Per automatizzare il tutto, ha sviluppato un software dedicato (qui la dimostrazione del funzionamento) in grado di:
- Generare numeri telefonici plausibili con libphonenumber (una libreria Google utile per analizzare, formattare e validare numeri telefonici in più di 200 Paesi, tenendo conto delle diverse convenzioni nazionali).
- Utilizzare database regionali per distinguere i prefissi nazionali.
- Automatizzare l’ottenimento di token BotGuard richiamando il browser Chrome in modalità headless.
Un token BotGuard è un token crittografico generato da Google tramite JavaScript che serve a verificare se una richiesta proviene da un utente reale (browser e interazioni umane) oppure da un bot.
Bruteforce del numero di telefono effettuabile in pochi minuti
BruteCat ha dimostrato risultati davvero inquietanti: facendo leva sulla lacuna di sicurezza presente nella routine di recupero del nome utente Google, era possibile stabilire il numero di telefono di qualunque utente USA in appena 20 minuti, per il Regno Unito in circa 4 minuti, per i Paesi Bassi addirittura in meno di 15 secondi.
Questo accadeva perché, come spiegato in precedenza, l’endpoint Google accettava richieste POST senza verifiche robuste, non implementava adeguati sistemi contro le pratiche di brute forcing ed era accessibile pubblicamente senza autenticazione.
Google, inoltre, fornisce il prefisso internazionale e le ultime due cifre del numero di telefono dell’utente (es. “+39•••••77”): questo significa che conoscendo la struttura dei numeri di telefono di ciascun Paese (ad esempio, in Italia si sa che le numerazioni mobili iniziano con la cifra “3”) e utilizzando le ultime due cifre già note, era possibile sferrare un attacco efficace riducendo il numero di tentativi.
Non solo. Inviando apposite richieste all’API Google, questa confermava se la coppia username-numero di telefono era corretta o meno.
Vulnerabilità chiusa, ma le domande restano
La vulnerabilità è stata segnalata a Google il 14 aprile 2025 attraverso il Vulnerability Reward Program (VRP). Inizialmente classificata a basso rischio, il 22 maggio è stata rivalutata come a media gravità, con all’implementazione di misure provvisorie e a una ricompensa di 5.000 dollari per il ricercatore.

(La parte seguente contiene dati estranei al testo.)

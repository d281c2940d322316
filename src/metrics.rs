//! Counter registry with optional Graphite export.
//!
//! The pipeline publishes exactly two counters (`leaks.found`,
//! `vulnerabilities.found`). When a Graphite address and prefix are
//! configured, a publisher thread writes the plaintext line protocol
//! (`<prefix>.<name> <value> <epoch>\n`) on every send interval; otherwise
//! the counters are plain atomics that nobody reads.

use std::io::Write;
use std::net::TcpStream;
use std::sync::atomic::{AtomicU64, Ordering};
use std::sync::{Arc, Mutex};
use std::thread::JoinHandle;
use std::time::{Duration, SystemTime, UNIX_EPOCH};

use crossbeam_channel::{bounded, select, tick, Receiver, Sender};
use tracing::{debug, warn};

use crate::config::Metrics as MetricsConfig;

/// A monotonically increasing counter. Cheap to clone; all clones share
/// one cell.
#[derive(Clone, Default)]
pub struct Counter(Arc<AtomicU64>);

impl Counter {
    pub fn add(&self, n: u64) {
        self.0.fetch_add(n, Ordering::Relaxed);
    }

    #[must_use]
    pub fn value(&self) -> u64 {
        self.0.load(Ordering::Relaxed)
    }
}

type CounterTable = Arc<Mutex<Vec<(String, Counter)>>>;

/// Counter registry plus the optional publisher thread.
pub struct MetricsRegistry {
    counters: CounterTable,
    dying: Mutex<Option<Sender<()>>>,
    worker: Mutex<Option<JoinHandle<()>>>,
}

impl MetricsRegistry {
    /// Start the registry. Spawns the Graphite publisher only when the
    /// configuration names an address and prefix.
    #[must_use]
    pub fn start(config: &MetricsConfig) -> Self {
        let counters: CounterTable = Arc::new(Mutex::new(Vec::new()));
        if !config.is_enabled() {
            return Self {
                counters,
                dying: Mutex::new(None),
                worker: Mutex::new(None),
            };
        }

        let address = config.graphite_address.clone();
        let prefix = config.prefix.trim_end_matches('.').to_owned();
        let interval = config.send_interval_value.max(Duration::from_secs(1));
        let table = Arc::clone(&counters);
        let (dying_tx, dying_rx) = bounded::<()>(0);
        let worker = std::thread::spawn(move || publish_loop(&address, &prefix, interval, &table, &dying_rx));

        Self {
            counters,
            dying: Mutex::new(Some(dying_tx)),
            worker: Mutex::new(Some(worker)),
        }
    }

    /// Create or fetch the counter registered under `name`.
    ///
    /// # Panics
    ///
    /// Panics if the counter table mutex is poisoned.
    #[must_use]
    pub fn counter(&self, name: &str) -> Counter {
        let mut table = self.counters.lock().expect("metrics table poisoned");
        if let Some((_, counter)) = table.iter().find(|(n, _)| n == name) {
            return counter.clone();
        }
        let counter = Counter::default();
        table.push((name.to_owned(), counter.clone()));
        counter
    }

    /// Final flush and publisher shutdown. Idempotent; a no-op without a
    /// publisher.
    ///
    /// # Panics
    ///
    /// Panics if the publisher handle mutex is poisoned.
    pub fn stop(&self) {
        self.dying
            .lock()
            .expect("metrics shutdown handle poisoned")
            .take();
        if let Some(worker) = self
            .worker
            .lock()
            .expect("metrics worker handle poisoned")
            .take()
        {
            let _ = worker.join();
        }
    }
}

fn publish_loop(
    address: &str,
    prefix: &str,
    interval: Duration,
    counters: &CounterTable,
    dying: &Receiver<()>,
) {
    let ticker = tick(interval);
    loop {
        select! {
            recv(dying) -> _ => {
                flush(address, prefix, counters);
                return;
            }
            recv(ticker) -> _ => flush(address, prefix, counters),
        }
    }
}

fn flush(address: &str, prefix: &str, counters: &CounterTable) {
    let snapshot: Vec<(String, u64)> = {
        let table = counters.lock().expect("metrics table poisoned");
        table.iter().map(|(n, c)| (n.clone(), c.value())).collect()
    };
    if snapshot.is_empty() {
        return;
    }
    let epoch = SystemTime::now()
        .duration_since(UNIX_EPOCH)
        .map(|d| d.as_secs())
        .unwrap_or(0);
    let mut payload = String::new();
    for (name, value) in snapshot {
        payload.push_str(&format!("{prefix}.{name} {value} {epoch}\n"));
    }
    match TcpStream::connect(address) {
        Ok(mut stream) => {
            if let Err(err) = stream.write_all(payload.as_bytes()) {
                warn!(address, error = %err, "graphite write failed");
            } else {
                debug!(address, bytes = payload.len(), "metrics published");
            }
        }
        Err(err) => warn!(address, error = %err, "graphite connect failed"),
    }
}

#[cfg(test)]
mod tests {
    use super::*;

    fn disabled_registry() -> MetricsRegistry {
        MetricsRegistry::start(&MetricsConfig::default())
    }

    #[test]
    fn counters_accumulate() {
        let registry = disabled_registry();
        let counter = registry.counter("leaks.found");
        counter.add(2);
        counter.add(3);
        assert_eq!(counter.value(), 5);
        registry.stop();
    }

    #[test]
    fn same_name_shares_one_cell() {
        let registry = disabled_registry();
        let a = registry.counter("leaks.found");
        let b = registry.counter("leaks.found");
        a.add(1);
        assert_eq!(b.value(), 1);
        registry.stop();
    }

    #[test]
    fn publisher_flushes_to_graphite() {
        use std::io::Read;
        use std::net::TcpListener;

        let listener = TcpListener::bind("127.0.0.1:0").expect("bind");
        let address = listener.local_addr().expect("addr").to_string();
        let accept = std::thread::spawn(move || {
            let (mut stream, _) = listener.accept().expect("accept");
            let mut buffer = String::new();
            let _ = stream.read_to_string(&mut buffer);
            buffer
        });

        let mut config = MetricsConfig {
            graphite_address: address,
            prefix: "leakhound.".to_owned(),
            send_interval: "1h".to_owned(),
            ..MetricsConfig::default()
        };
        config.send_interval_value = Duration::from_secs(3600);

        let registry = MetricsRegistry::start(&config);
        registry.counter("leaks.found").add(4);
        registry.stop(); // final flush on shutdown

        let payload = accept.join().expect("join");
        assert!(payload.contains("leakhound.leaks.found 4 "));
    }
}
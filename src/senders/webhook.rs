//! HTTP webhook sink.
//!
//! Each leak is posted as a JSON body by a dedicated worker thread so a
//! slow endpoint never blocks the router. Failures are logged and dropped.

use std::collections::BTreeMap;
use std::sync::Mutex;
use std::thread::JoinHandle;

use crossbeam_channel::{bounded, Receiver, Sender, TrySendError};
use tracing::{debug, warn};

use super::{Sink, SinkError};
use crate::config::Webhook as WebhookConfig;
use crate::model::Finding;

const QUEUE_CAPACITY: usize = 100;

pub struct WebhookSink {
    tx: Mutex<Option<Sender<Finding>>>,
    worker: Mutex<Option<JoinHandle<()>>>,
}

impl WebhookSink {
    /// Build the sink and spawn its delivery worker.
    ///
    /// # Errors
    /// [`SinkError::Http`] when the HTTP client cannot be built.
    pub fn new(config: &WebhookConfig) -> Result<Self, SinkError> {
        let client = reqwest::blocking::Client::builder()
            .user_agent(concat!("leakhound/", env!("CARGO_PKG_VERSION")))
            .timeout(std::time::Duration::from_secs(30))
            .build()?;
        let method = reqwest::Method::from_bytes(config.method.as_bytes())
            .unwrap_or(reqwest::Method::POST);
        let url = config.url.clone();
        let headers = config.headers.clone();

        let (tx, rx) = bounded(QUEUE_CAPACITY);
        let worker = std::thread::spawn(move || deliver_loop(&client, &method, &url, &headers, &rx));
        Ok(Self {
            tx: Mutex::new(Some(tx)),
            worker: Mutex::new(Some(worker)),
        })
    }
}

fn deliver_loop(
    client: &reqwest::blocking::Client,
    method: &reqwest::Method,
    url: &str,
    headers: &BTreeMap<String, String>,
    rx: &Receiver<Finding>,
) {
    for finding in rx.iter() {
        let Finding::Leak(leak) = finding else {
            continue;
        };
        let mut request = client.request(method.clone(), url).json(&leak);
        for (key, value) in headers {
            request = request.header(key, value);
        }
        match request.send().and_then(reqwest::blocking::Response::error_for_status) {
            Ok(_) => debug!(url, "webhook delivered"),
            Err(err) => warn!(url, error = %err, "webhook delivery failed"),
        }
    }
}

impl Sink for WebhookSink {
    fn name(&self) -> &'static str {
        "webhook"
    }

    fn accepts(&self, finding: &Finding) -> bool {
        matches!(finding, Finding::Leak(_))
    }

    fn send(&self, finding: Finding) -> Result<(), SinkError> {
        let guard = self.tx.lock().expect("webhook queue poisoned");
        let Some(tx) = guard.as_ref() else {
            return Err(SinkError::Stopped);
        };
        match tx.try_send(finding) {
            Ok(()) => Ok(()),
            Err(TrySendError::Full(_)) => Err(SinkError::QueueFull),
            Err(TrySendError::Disconnected(_)) => Err(SinkError::Stopped),
        }
    }

    fn stop(&self) {
        self.tx.lock().expect("webhook queue poisoned").take();
        if let Some(worker) = self.worker.lock().expect("webhook worker poisoned").take() {
            let _ = worker.join();
        }
    }
}
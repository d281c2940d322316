//! Shannon entropy of candidate leak lines.
//!
//! Used by the leak analyzer to discard pattern matches that are too
//! uniform to be real secrets (e.g. `password=password`).

use std::collections::HashMap;

/// Shannon entropy of `data` in bits per character: `−Σ pᵢ·log₂(pᵢ)` over
/// character frequencies. The empty string and single-character strings
/// have entropy 0.
#[must_use]
pub fn shannon_entropy(data: &str) -> f64 {
    if data.is_empty() {
        return 0.0;
    }
    let mut counts: HashMap<char, u32> = HashMap::new();
    let mut total = 0u32;
    for ch in data.chars() {
        *counts.entry(ch).or_insert(0) += 1;
        total += 1;
    }
    let inv_len = 1.0 / f64::from(total);
    let mut entropy = 0.0;
    for count in counts.values() {
        let freq = f64::from(*count) * inv_len;
        entropy -= freq * freq.log2();
    }
    entropy
}

/// Maximum [`shannon_entropy`] over the whitespace-separated words of
/// `data`. Returns 0 for strings with no words.
#[must_use]
pub fn word_shannon_entropy(data: &str) -> f64 {
    data.split_whitespace()
        .map(shannon_entropy)
        .fold(0.0, f64::max)
}

#[cfg(test)]
mod tests {
    use super::*;

    #[test]
    fn empty_string_has_zero_entropy() {
        assert_eq!(shannon_entropy(""), 0.0);
    }

    #[test]
    fn single_char_has_zero_entropy() {
        assert_eq!(shannon_entropy("a"), 0.0);
        assert_eq!(shannon_entropy("aaaa"), 0.0);
    }

    #[test]
    fn two_distinct_chars_have_one_bit() {
        assert!((shannon_entropy("ab") - 1.0).abs() < f64::EPSILON);
    }

    #[test]
    fn random_looking_beats_uniform() {
        assert!(shannon_entropy("8f3kZq1x") > shannon_entropy("aaaaaaaa"));
    }

    #[test]
    fn word_entropy_takes_the_maximum() {
        // "aaaa" contributes 0; the hex-ish token dominates.
        let line = "aaaa 8f3kZq1x";
        assert!((word_shannon_entropy(line) - shannon_entropy("8f3kZq1x")).abs() < f64::EPSILON);
    }

    #[test]
    fn word_entropy_of_blank_line_is_zero() {
        assert_eq!(word_shannon_entropy("   "), 0.0);
    }
}
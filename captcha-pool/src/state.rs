//! Pool bookkeeping owned by the controller task.
//!
//! Every method runs to completion on the controller, so no two operations
//! interleave and nothing here needs a lock. `ready` and `waiters` are never
//! both non-empty once a method returns.

use std::collections::VecDeque;

use serde::Serialize;
use tokio::sync::oneshot;

use crate::bridge::protocol::JobId;

/// A `pop` observing this many ready artifacts or fewer counts as demand.
pub const DEMAND_THRESHOLD: usize = 2;

/// The regulator never cuts capacity below this.
pub const CAPACITY_FLOOR: usize = 2;

pub(crate) type Waiter<A> = oneshot::Sender<A>;

#[derive(Debug, Clone, Copy, PartialEq, Eq)]
pub(crate) enum PopOutcome {
    /// Handed the oldest ready artifact.
    Served,
    /// No artifact ready; the waiter joined the queue.
    Queued,
    /// The caller was gone before it could be served.
    Abandoned,
}

#[derive(Debug, Clone, Copy, PartialEq, Eq)]
pub(crate) enum Delivery {
    Waiter,
    Ready,
}

/// Point-in-time view of the pool.
#[derive(Debug, Clone, Copy, PartialEq, Eq, Serialize)]
pub struct PoolStats {
    pub capacity: usize,
    pub pending: usize,
    pub ready: usize,
    pub waiting: usize,
    pub terminated: bool,
    pub launched: u64,
    pub succeeded: u64,
    pub failed: u64,
    pub abandoned: u64,
}

pub(crate) struct PoolState<A> {
    capacity: usize,
    pending: usize,
    ready: VecDeque<A>,
    waiters: VecDeque<Waiter<A>>,
    terminated: bool,
    dynamic: bool,
    cutback_min_ratio: f64,
    launched: u64,
    succeeded: u64,
    failed: u64,
    abandoned: u64,
}

impl<A> PoolState<A> {
    pub fn new(initial_capacity: usize, dynamic: bool, cutback_min_ratio: f64) -> Self {
        Self {
            capacity: initial_capacity,
            pending: 0,
            ready: VecDeque::new(),
            waiters: VecDeque::new(),
            terminated: false,
            dynamic,
            cutback_min_ratio,
            launched: 0,
            succeeded: 0,
            failed: 0,
            abandoned: 0,
        }
    }

    pub fn capacity(&self) -> usize {
        self.capacity
    }

    pub fn pending(&self) -> usize {
        self.pending
    }

    pub fn ready_len(&self) -> usize {
        self.ready.len()
    }

    pub fn is_terminated(&self) -> bool {
        self.terminated
    }

    /// Serve `waiter` from `ready`, or queue it.
    ///
    /// Demand is measured before dequeueing, so a pop served from a short
    /// ready queue still raises capacity.
    pub fn pop(&mut self, waiter: Waiter<A>) -> PopOutcome {
        if self.dynamic && self.ready.len() <= DEMAND_THRESHOLD {
            self.capacity += 1;
        }

        match self.ready.pop_front() {
            Some(artifact) => match waiter.send(artifact) {
                Ok(()) => PopOutcome::Served,
                Err(artifact) => {
                    self.ready.push_front(artifact);
                    self.abandoned += 1;
                    PopOutcome::Abandoned
                }
            },
            None => {
                self.waiters.retain(|w| !w.is_closed());
                self.waiters.push_back(waiter);
                PopOutcome::Queued
            }
        }
    }

    /// Launches needed to bring in-flight plus ready up to capacity.
    pub fn deficit(&self) -> usize {
        self.capacity
            .saturating_sub(self.pending + self.ready.len())
    }

    /// Account for one task about to launch.
    pub fn reserve_launch(&mut self) -> JobId {
        self.pending += 1;
        self.launched += 1;
        JobId::new()
    }

    /// Settle a successful task: the oldest live waiter gets the artifact,
    /// otherwise it joins `ready`.
    pub fn on_success(&mut self, artifact: A) -> Delivery {
        self.release_pending();
        self.succeeded += 1;

        let mut artifact = artifact;
        while let Some(waiter) = self.waiters.pop_front() {
            match waiter.send(artifact) {
                Ok(()) => return Delivery::Waiter,
                Err(returned) => {
                    self.abandoned += 1;
                    artifact = returned;
                }
            }
        }
        self.ready.push_back(artifact);
        Delivery::Ready
    }

    pub fn on_failure(&mut self) {
        self.release_pending();
        self.failed += 1;
    }

    fn release_pending(&mut self) {
        match self.pending.checked_sub(1) {
            Some(pending) => self.pending = pending,
            None => tracing::error!("Task settled with no pending tasks recorded"),
        }
    }

    /// One regulator pass. Returns the new capacity when it was lowered.
    pub fn cut_back(&mut self) -> Option<usize> {
        if self.capacity <= CAPACITY_FLOOR {
            return None;
        }
        let ratio = self.ready.len() as f64 / self.capacity as f64;
        if ratio > self.cutback_min_ratio {
            self.capacity -= 1;
            Some(self.capacity)
        } else {
            None
        }
    }

    /// Returns false when the pool was already terminated.
    pub fn terminate(&mut self) -> bool {
        !std::mem::replace(&mut self.terminated, true)
    }

    pub fn stats(&self) -> PoolStats {
        PoolStats {
            capacity: self.capacity,
            pending: self.pending,
            ready: self.ready.len(),
            waiting: self.waiters.iter().filter(|w| !w.is_closed()).count(),
            terminated: self.terminated,
            launched: self.launched,
            succeeded: self.succeeded,
            failed: self.failed,
            abandoned: self.abandoned,
        }
    }
}
//! Tracing setup for hosts and worker processes.
//!
//! `RUST_LOG` wins when set. Otherwise `CAPTCHA_POOL_LOG` picks the level for
//! this crate (default info). `LOG_FORMAT=json` switches to JSON lines.
//! Output always goes to stderr: a worker's stdout carries protocol frames.

use tracing_subscriber::{EnvFilter, fmt, layer::SubscriberExt, util::SubscriberInitExt};

pub const LOG_LEVEL_ENV_VAR: &str = "CAPTCHA_POOL_LOG";

/// Install a global subscriber. A subscriber that is already installed is kept.
pub fn init_tracing() {
    let filter = if std::env::var("RUST_LOG").is_ok() {
        EnvFilter::from_default_env()
    } else {
        let level = std::env::var(LOG_LEVEL_ENV_VAR).ok();
        EnvFilter::new(filter_directives(level.as_deref()))
    };

    let use_json = std::env::var("LOG_FORMAT").as_deref() == Ok("json");

    if use_json {
        let subscriber = tracing_subscriber::registry()
            .with(filter)
            .with(fmt::layer().json().with_writer(std::io::stderr));
        let _ = subscriber.try_init();
    } else {
        let subscriber = tracing_subscriber::registry()
            .with(filter)
            .with(fmt::layer().with_writer(std::io::stderr));
        let _ = subscriber.try_init();
    }
}

fn filter_directives(level: Option<&str>) -> String {
    let level = match level {
        Some("trace") => "trace",
        Some("debug") => "debug",
        Some("warn") | Some("warning") => "warn",
        Some("error") => "error",
        _ => "info",
    };
    // Frame-level codec tracing stays off unless asked for via RUST_LOG.
    format!("captcha_pool={level},captcha_pool::bridge::codec=off")
}
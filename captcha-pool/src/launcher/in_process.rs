//! In-process launcher: no isolation, lowest overhead.

use std::sync::Arc;

use crate::bridge::protocol::JobId;
use crate::generator::Generator;

use super::{LaunchError, Launcher};

pub struct InProcessLauncher<G> {
    generator: Arc<G>,
}

impl<G: Generator> InProcessLauncher<G> {
    pub fn new(generator: G) -> Self {
        Self::from_arc(Arc::new(generator))
    }

    pub fn from_arc(generator: Arc<G>) -> Self {
        Self { generator }
    }
}

#[async_trait::async_trait]
impl<G: Generator> Launcher<G::Artifact> for InProcessLauncher<G> {
    async fn launch(&self, job: JobId) -> Result<G::Artifact, LaunchError> {
        tracing::trace!(%job, "Generating in process");
        Ok(self.generator.create().await?)
    }
}

#[cfg(test)]
mod tests {
    use super::*;
    use crate::generator::GenerateError;
    use std::sync::atomic::{AtomicUsize, Ordering};

    struct Numbered {
        calls: AtomicUsize,
    }

    #[async_trait::async_trait]
    impl Generator for Numbered {
        type Artifact = usize;

        async fn create(&self) -> Result<usize, GenerateError> {
            let n = self.calls.fetch_add(1, Ordering::SeqCst);
            if n == 1 {
                return Err(GenerateError::new("second draw failed"));
            }
            Ok(n)
        }
    }

    #[tokio::test]
    async fn launches_share_one_generator() {
        let generator = Arc::new(Numbered {
            calls: AtomicUsize::new(0),
        });
        let launcher = InProcessLauncher::from_arc(Arc::clone(&generator));

        assert_eq!(launcher.launch(JobId::new()).await.unwrap(), 0);
        assert!(matches!(
            launcher.launch(JobId::new()).await,
            Err(LaunchError::Generator(_))
        ));
        assert_eq!(launcher.launch(JobId::new()).await.unwrap(), 2);
        assert_eq!(generator.calls.load(Ordering::SeqCst), 3);
    }
}
//! Isolated launcher: one worker process per generation task.
//!
//! Flow:
//! 1. Spawn worker subprocess (stdin/stdout piped, stderr inherited)
//! 2. Send one Generate frame, close stdin
//! 3. Read exactly one response frame from stdout
//! 4. Reap the child
//!
//! A worker that crashes, hangs, or answers with garbage settles as a
//! [`LaunchError`]; nothing it does can reach the pool controller directly.

use std::ffi::OsString;
use std::process::{ExitStatus, Stdio};
use std::sync::Arc;
use std::time::Duration;

use futures::{SinkExt, StreamExt};
use serde::de::DeserializeOwned;
use tokio::io::{AsyncRead, AsyncWrite};
use tokio::process::{Child, Command};
use tokio_util::codec::{FramedRead, FramedWrite};

use crate::bridge::codec::JsonCodec;
use crate::bridge::protocol::{JobId, WorkerRequest, WorkerResponse};
use crate::worker::{WORKER_ENV_VAR, is_worker_process};

use super::{LaunchError, Launcher};

/// How long a worker may linger after answering before it is killed.
const REAP_GRACE: Duration = Duration::from_secs(5);

#[derive(Debug, thiserror::Error)]
pub enum SpawnError {
    #[error("failed to spawn process: {0}")]
    Spawn(#[from] std::io::Error),
    #[error("spawn failed: {0}")]
    Other(String),
}

/// Extension point for different worker spawn strategies.
///
/// The returned child must have piped stdin and stdout.
pub trait WorkerSpawner: Send + Sync {
    fn spawn(&self, job: JobId) -> Result<Child, SpawnError>;
}

fn worker_command(program: impl AsRef<std::ffi::OsStr>) -> Command {
    let mut command = Command::new(program);
    command
        .stdin(Stdio::piped())
        .stdout(Stdio::piped())
        .stderr(Stdio::inherit())
        .env(WORKER_ENV_VAR, "1")
        .kill_on_drop(true);
    command
}

/// Re-executes the running binary as a worker.
///
/// The host's `main` must check [`crate::worker::is_worker_process`] first
/// thing and hand over to [`crate::worker::run_worker`]. A worker never
/// spawns workers of its own, so a host that skips the check fails its
/// launches instead of re-executing itself without end.
pub struct CurrentExeSpawner;

impl WorkerSpawner for CurrentExeSpawner {
    fn spawn(&self, _job: JobId) -> Result<Child, SpawnError> {
        spawn_current_exe(is_worker_process())
    }
}

fn spawn_current_exe(in_worker: bool) -> Result<Child, SpawnError> {
    if in_worker {
        return Err(SpawnError::Other(
            "already running as a worker; check is_worker_process() before building a pool"
                .to_string(),
        ));
    }
    let exe = std::env::current_exe()?;
    Ok(worker_command(exe).spawn()?)
}

/// Runs an arbitrary program as the worker.
#[derive(Debug, Clone)]
pub struct CommandSpawner {
    program: OsString,
    args: Vec<OsString>,
    envs: Vec<(OsString, OsString)>,
}

impl CommandSpawner {
    pub fn new(program: impl Into<OsString>) -> Self {
        Self {
            program: program.into(),
            args: Vec::new(),
            envs: Vec::new(),
        }
    }

    pub fn arg(mut self, arg: impl Into<OsString>) -> Self {
        self.args.push(arg.into());
        self
    }

    pub fn args<I, S>(mut self, args: I) -> Self
    where
        I: IntoIterator<Item = S>,
        S: Into<OsString>,
    {
        self.args.extend(args.into_iter().map(Into::into));
        self
    }

    pub fn env(mut self, key: impl Into<OsString>, value: impl Into<OsString>) -> Self {
        self.envs.push((key.into(), value.into()));
        self
    }
}

impl WorkerSpawner for CommandSpawner {
    fn spawn(&self, _job: JobId) -> Result<Child, SpawnError> {
        let child = worker_command(&self.program)
            .args(&self.args)
            .envs(self.envs.iter().map(|(k, v)| (k, v)))
            .spawn()?;
        Ok(child)
    }
}

pub struct ProcessLauncher {
    spawner: Arc<dyn WorkerSpawner>,
    timeout: Option<Duration>,
}

impl ProcessLauncher {
    pub fn new(spawner: Arc<dyn WorkerSpawner>) -> Self {
        Self {
            spawner,
            timeout: None,
        }
    }

    pub fn current_exe() -> Self {
        Self::new(Arc::new(CurrentExeSpawner))
    }

    pub fn with_timeout(mut self, timeout: Option<Duration>) -> Self {
        self.timeout = timeout;
        self
    }
}

#[async_trait::async_trait]
impl<A> Launcher<A> for ProcessLauncher
where
    A: DeserializeOwned + Send + 'static,
{
    async fn launch(&self, job: JobId) -> Result<A, LaunchError> {
        let mut child = self.spawner.spawn(job)?;

        let stdin = child
            .stdin
            .take()
            .ok_or_else(|| SpawnError::Other("stdin not captured".to_string()))?;
        let stdout = child
            .stdout
            .take()
            .ok_or_else(|| SpawnError::Other("stdout not captured".to_string()))?;

        tracing::debug!(%job, pid = ?child.id(), "Spawned generator worker");

        let exchanged = match self.timeout {
            Some(limit) => match tokio::time::timeout(limit, exchange(job, stdin, stdout)).await {
                Ok(exchanged) => exchanged,
                Err(_) => {
                    tracing::warn!(%job, ?limit, "Generator worker timed out, killing");
                    if let Err(e) = child.kill().await {
                        tracing::warn!(%job, error = %e, "Failed to kill timed out worker");
                    }
                    return Err(LaunchError::Timeout(limit));
                }
            },
            None => exchange(job, stdin, stdout).await,
        };

        let status = reap(job, &mut child).await;

        let Some(response) = exchanged? else {
            return Err(LaunchError::WorkerCrashed {
                status: describe_status(status),
            });
        };

        if let Some(status) = status
            && !status.success()
        {
            tracing::debug!(%job, %status, "Worker exited unsuccessfully after responding");
        }

        decode_response(job, response)
    }
}

/// One request/response exchange with a worker.
///
/// Returns `Ok(None)` when the worker closed its stdout without answering.
pub(crate) async fn exchange<W, R>(
    job: JobId,
    writer: W,
    reader: R,
) -> Result<Option<WorkerResponse>, LaunchError>
where
    W: AsyncWrite + Unpin,
    R: AsyncRead + Unpin,
{
    let mut writer = FramedWrite::new(writer, JsonCodec::<WorkerRequest>::new());
    if let Err(e) = writer.send(WorkerRequest::Generate { job }).await {
        // The response read below still decides the outcome.
        tracing::debug!(%job, error = %e, "Failed to send generate request");
    }
    drop(writer);

    let mut reader = FramedRead::new(reader, JsonCodec::<WorkerResponse>::new());
    match reader.next().await {
        Some(Ok(response)) => Ok(Some(response)),
        Some(Err(e)) => Err(LaunchError::Protocol(format!(
            "failed to read worker response: {}",
            e
        ))),
        None => Ok(None),
    }
}

pub(crate) fn decode_response<A: DeserializeOwned>(
    job: JobId,
    response: WorkerResponse,
) -> Result<A, LaunchError> {
    if response.job() != job {
        return Err(LaunchError::Protocol(format!(
            "response for job {} while waiting on {}",
            response.job(),
            job
        )));
    }

    match response {
        WorkerResponse::Done { artifact, .. } => serde_json::from_value(artifact).map_err(|e| {
            LaunchError::Protocol(format!("artifact does not match expected type: {}", e))
        }),
        WorkerResponse::Failed { error, .. } => Err(LaunchError::Worker(error)),
    }
}

async fn reap(job: JobId, child: &mut Child) -> Option<ExitStatus> {
    match tokio::time::timeout(REAP_GRACE, child.wait()).await {
        Ok(Ok(status)) => Some(status),
        Ok(Err(e)) => {
            tracing::warn!(%job, error = %e, "Failed to wait for worker");
            None
        }
        Err(_) => {
            tracing::warn!(%job, "Worker still running after responding, killing");
            if let Err(e) = child.kill().await {
                tracing::warn!(%job, error = %e, "Failed to kill lingering worker");
            }
            None
        }
    }
}

fn describe_status(status: Option<ExitStatus>) -> String {
    match status {
        Some(status) => status.to_string(),
        None => "exit status unknown".to_string(),
    }
}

Il 6 giugno 2025, Google ha annunciato di aver completamente dismesso l’endpoint legacy vulnerabile. Ad oggi, non è noto se il bug sia stato sfruttato attivamente da attori malevoli prima della scoperta.
Considerazioni finali
La vicenda rappresenta un monito per le grandi piattaforme: endpoint obsoleti e strumenti legacy, se non attentamente monitorati e deprecati, possono diventare vere e proprie “porte sul retro”.
L’uso combinato di tecniche avanzate — come la rotazione IPv6, browser headless (sprovvisti di interfaccia grafica e capaci di accettare ordini da riga di comando), l’ingegneria sociale — dimostra ancora una volta la creatività e la pericolosità dei moderni attaccanti.
Il lavoro di BruteCat ha permesso di chiudere un rischio grave prima che fosse (probabilmente) sfruttato su larga scala. Ma per gli utenti, resta l’importanza di proteggere i propri account con pratiche solide:
- Evitare l’utilizzo di numeri di telefono come unica forma di recupero.
- Utilizzare autenticazione a due fattori con app o token hardware.
- Prestare attenzione ai messaggi sospetti anche se provengono da “numeri noti”.